** Exercise inputs **
——
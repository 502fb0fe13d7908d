//! Test doubles with injectable failures.

use async_trait::async_trait;
use parking_lot::Mutex;
use tiermem_core::{Document, Embedder, Message};

use crate::memory::Memory;
use crate::stores::MessageStore;
use crate::vectorstore::{SearchOptions, VectorStore};
use crate::{MemoryError, MemoryResult};

fn fail_or<T>(err: &Option<MemoryError>, value: impl FnOnce() -> T) -> MemoryResult<T> {
    match err {
        Some(err) => Err(err.clone()),
        None => Ok(value()),
    }
}

// ─────────────────────────────────────────────────────────────────────────────
// Memory
// ─────────────────────────────────────────────────────────────────────────────

#[derive(Default)]
pub struct MockMemory {
    calls: Mutex<Vec<String>>,
    error: Mutex<Option<MemoryError>>,
    load_result: Mutex<Vec<Message>>,
    search_result: Mutex<Vec<Document>>,
}

impl MockMemory {
    pub fn new() -> Self {
        Self::default()
    }

    pub fn calls(&self) -> Vec<String> {
        self.calls.lock().clone()
    }

    pub fn fail_all(&self, err: MemoryError) {
        *self.error.lock() = Some(err);
    }

    pub fn set_load_result(&self, messages: Vec<Message>) {
        *self.load_result.lock() = messages;
    }

    pub fn set_search_result(&self, docs: Vec<Document>) {
        *self.search_result.lock() = docs;
    }

    fn record(&self, op: &str) {
        self.calls.lock().push(op.to_string());
    }
}

#[async_trait]
impl Memory for MockMemory {
    async fn save(&self, _input: &Message, _output: &Message) -> MemoryResult<()> {
        self.record("save");
        fail_or(&self.error.lock(), || ())
    }

    async fn load(&self, _query: &str) -> MemoryResult<Vec<Message>> {
        self.record("load");
        fail_or(&self.error.lock(), || self.load_result.lock().clone())
    }

    async fn search(&self, _query: &str, _k: usize) -> MemoryResult<Vec<Document>> {
        self.record("search");
        fail_or(&self.error.lock(), || self.search_result.lock().clone())
    }

    async fn clear(&self) -> MemoryResult<()> {
        self.record("clear");
        fail_or(&self.error.lock(), || ())
    }
}

// ─────────────────────────────────────────────────────────────────────────────
// MessageStore
// ─────────────────────────────────────────────────────────────────────────────

#[derive(Default)]
pub struct MockMessageStore {
    messages: Mutex<Vec<Message>>,
    append_calls: Mutex<usize>,
    /// (successful appends allowed, error returned afterwards)
    append_failure: Mutex<Option<(usize, MemoryError)>>,
    all_error: Mutex<Option<MemoryError>>,
    clear_error: Mutex<Option<MemoryError>>,
}

impl MockMessageStore {
    pub fn new() -> Self {
        Self::default()
    }

    /// Let `ok` appends succeed, then fail every later append with `err`.
    pub fn fail_append_after(&self, ok: usize, err: MemoryError) {
        *self.append_failure.lock() = Some((ok, err));
    }

    pub fn fail_all(&self, err: MemoryError) {
        *self.all_error.lock() = Some(err);
    }

    pub fn fail_clear(&self, err: MemoryError) {
        *self.clear_error.lock() = Some(err);
    }

    pub fn append_calls(&self) -> usize {
        *self.append_calls.lock()
    }

    pub fn messages(&self) -> Vec<Message> {
        self.messages.lock().clone()
    }
}

#[async_trait]
impl MessageStore for MockMessageStore {
    async fn append(&self, message: &Message) -> MemoryResult<()> {
        let call = {
            let mut calls = self.append_calls.lock();
            *calls += 1;
            *calls
        };
        if let Some((ok, err)) = &*self.append_failure.lock() {
            if call > *ok {
                return Err(err.clone());
            }
        }
        self.messages.lock().push(message.clone());
        Ok(())
    }

    async fn search(&self, query: &str, k: usize) -> MemoryResult<Vec<Message>> {
        let lowered = query.to_lowercase();
        let limit = if k == 0 { usize::MAX } else { k };
        fail_or(&self.all_error.lock(), || {
            self.messages
                .lock()
                .iter()
                .filter(|m| crate::stores::matches_query(m, &lowered))
                .take(limit)
                .cloned()
                .collect()
        })
    }

    async fn all(&self) -> MemoryResult<Vec<Message>> {
        fail_or(&self.all_error.lock(), || self.messages.lock().clone())
    }

    async fn clear(&self) -> MemoryResult<()> {
        fail_or(&self.clear_error.lock(), || self.messages.lock().clear())
    }
}

// ─────────────────────────────────────────────────────────────────────────────
// VectorStore
// ─────────────────────────────────────────────────────────────────────────────

#[derive(Default)]
pub struct MockVectorStore {
    documents: Mutex<Vec<Document>>,
    add_calls: Mutex<usize>,
    last_search_k: Mutex<Option<usize>>,
    add_error: Mutex<Option<MemoryError>>,
    search_error: Mutex<Option<MemoryError>>,
}

impl MockVectorStore {
    pub fn new() -> Self {
        Self::default()
    }

    pub fn fail_add(&self, err: MemoryError) {
        *self.add_error.lock() = Some(err);
    }

    pub fn fail_search(&self, err: MemoryError) {
        *self.search_error.lock() = Some(err);
    }

    pub fn documents(&self) -> Vec<Document> {
        self.documents.lock().clone()
    }

    pub fn add_calls(&self) -> usize {
        *self.add_calls.lock()
    }

    pub fn last_search_k(&self) -> Option<usize> {
        *self.last_search_k.lock()
    }
}

#[async_trait]
impl VectorStore for MockVectorStore {
    async fn add(&self, docs: &[Document], _embeddings: &[Vec<f32>]) -> MemoryResult<()> {
        *self.add_calls.lock() += 1;
        fail_or(&self.add_error.lock(), || {
            self.documents.lock().extend_from_slice(docs)
        })
    }

    async fn search(
        &self,
        _query: &[f32],
        k: usize,
        _options: SearchOptions,
    ) -> MemoryResult<Vec<Document>> {
        *self.last_search_k.lock() = Some(k);
        fail_or(&self.search_error.lock(), || {
            self.documents.lock().iter().take(k).cloned().collect()
        })
    }

    async fn delete(&self, ids: &[String]) -> MemoryResult<()> {
        self.documents.lock().retain(|d| !ids.contains(&d.id));
        Ok(())
    }
}

// ─────────────────────────────────────────────────────────────────────────────
// Embedder
// ─────────────────────────────────────────────────────────────────────────────

/// Embeds every text as a constant vector of ones. Batch and single calls
/// are counted separately.
pub struct MockEmbedder {
    dimensions: usize,
    embed_calls: Mutex<usize>,
    embed_single_calls: Mutex<usize>,
    error: Mutex<Option<tiermem_core::Error>>,
}

impl MockEmbedder {
    pub fn new(dimensions: usize) -> Self {
        Self {
            dimensions,
            embed_calls: Mutex::new(0),
            embed_single_calls: Mutex::new(0),
            error: Mutex::new(None),
        }
    }

    pub fn fail_with(&self, err: tiermem_core::Error) {
        *self.error.lock() = Some(err);
    }

    pub fn embed_calls(&self) -> usize {
        *self.embed_calls.lock()
    }

    pub fn embed_single_calls(&self) -> usize {
        *self.embed_single_calls.lock()
    }
}

#[async_trait]
impl Embedder for MockEmbedder {
    async fn embed(&self, texts: &[String]) -> tiermem_core::Result<Vec<Vec<f32>>> {
        *self.embed_calls.lock() += 1;
        if let Some(err) = &*self.error.lock() {
            return Err(err.clone());
        }
        Ok(texts.iter().map(|_| vec![1.0; self.dimensions]).collect())
    }

    async fn embed_single(&self, _text: &str) -> tiermem_core::Result<Vec<f32>> {
        *self.embed_single_calls.lock() += 1;
        if let Some(err) = &*self.error.lock() {
            return Err(err.clone());
        }
        Ok(vec![1.0; self.dimensions])
    }

    fn dimensions(&self) -> usize {
        self.dimensions
    }
}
——
** Problem statement **
Show each line of the material holding "impl".

** The completed task **
fn fail_or<T>(err: &Option<MemoryError>, value: impl FnOnce() -> T) -> MemoryResult<T> {
impl MockMemory {
impl Memory for MockMemory {
impl MockMessageStore {
impl MessageStore for MockMessageStore {
impl MockVectorStore {
impl VectorStore for MockVectorStore {
impl MockEmbedder {
impl Embedder for MockEmbedder {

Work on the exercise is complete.